• What this task involves:
Nothing should change. Output the data exactly.

• Input:
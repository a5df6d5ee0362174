//! Configuration change handler

use super::job::{begin_disable, enable, schedule};
use crate::commands::Cmd;
use crate::debounce::DebounceKind;
use crate::host::TextSource;
use crate::messages::ConfigMsg;
use crate::model::CrosshairModel;

/// Handle configuration messages
pub fn update_config<S: TextSource>(
    model: &mut CrosshairModel,
    source: &S,
    msg: ConfigMsg,
) -> Option<Cmd> {
    match msg {
        ConfigMsg::Changed(config) => {
            let previous = std::mem::replace(&mut model.config, config);
            let wanted = model.config.enabled;

            if previous.enabled != wanted {
                // The switch is flipped by enable/disable themselves
                model.config.enabled = previous.enabled;
                return if wanted {
                    enable(model, source, false)
                } else {
                    begin_disable(model, source, false, None)
                };
            }

            if !wanted || !previous.affects_guides(&model.config) {
                return None;
            }
            tracing::debug!("Guide settings changed, redrawing");
            model.applied.clear();
            let doc = model.active?;
            schedule(model, source, doc, DebounceKind::Selection)
        }
    }
}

• Problem solution:
repository a5df6d5ee0362174
//! Configuration change handler

use super::job::{begin_disable, enable, schedule};
use crate::commands::Cmd;
use crate::debounce::DebounceKind;
use crate::host::TextSource;
use crate::messages::ConfigMsg;
use crate::model::CrosshairModel;

/// Handle configuration messages
pub fn update_config<S: TextSource>(
    model: &mut CrosshairModel,
    source: &S,
    msg: ConfigMsg,
) -> Option<Cmd> {
    match msg {
        ConfigMsg::Changed(config) => {
            let previous = std::mem::replace(&mut model.config, config);
            let wanted = model.config.enabled;

            if previous.enabled != wanted {
                // The switch is flipped by enable/disable themselves
                model.config.enabled = previous.enabled;
                return if wanted {
                    enable(model, source, false)
                } else {
                    begin_disable(model, source, false, None)
                };
            }

            if !wanted || !previous.affects_guides(&model.config) {
                return None;
            }
            tracing::debug!("Guide settings changed, redrawing");
            model.applied.clear();
            let doc = model.active?;
            schedule(model, source, doc, DebounceKind::Selection)
        }
    }
}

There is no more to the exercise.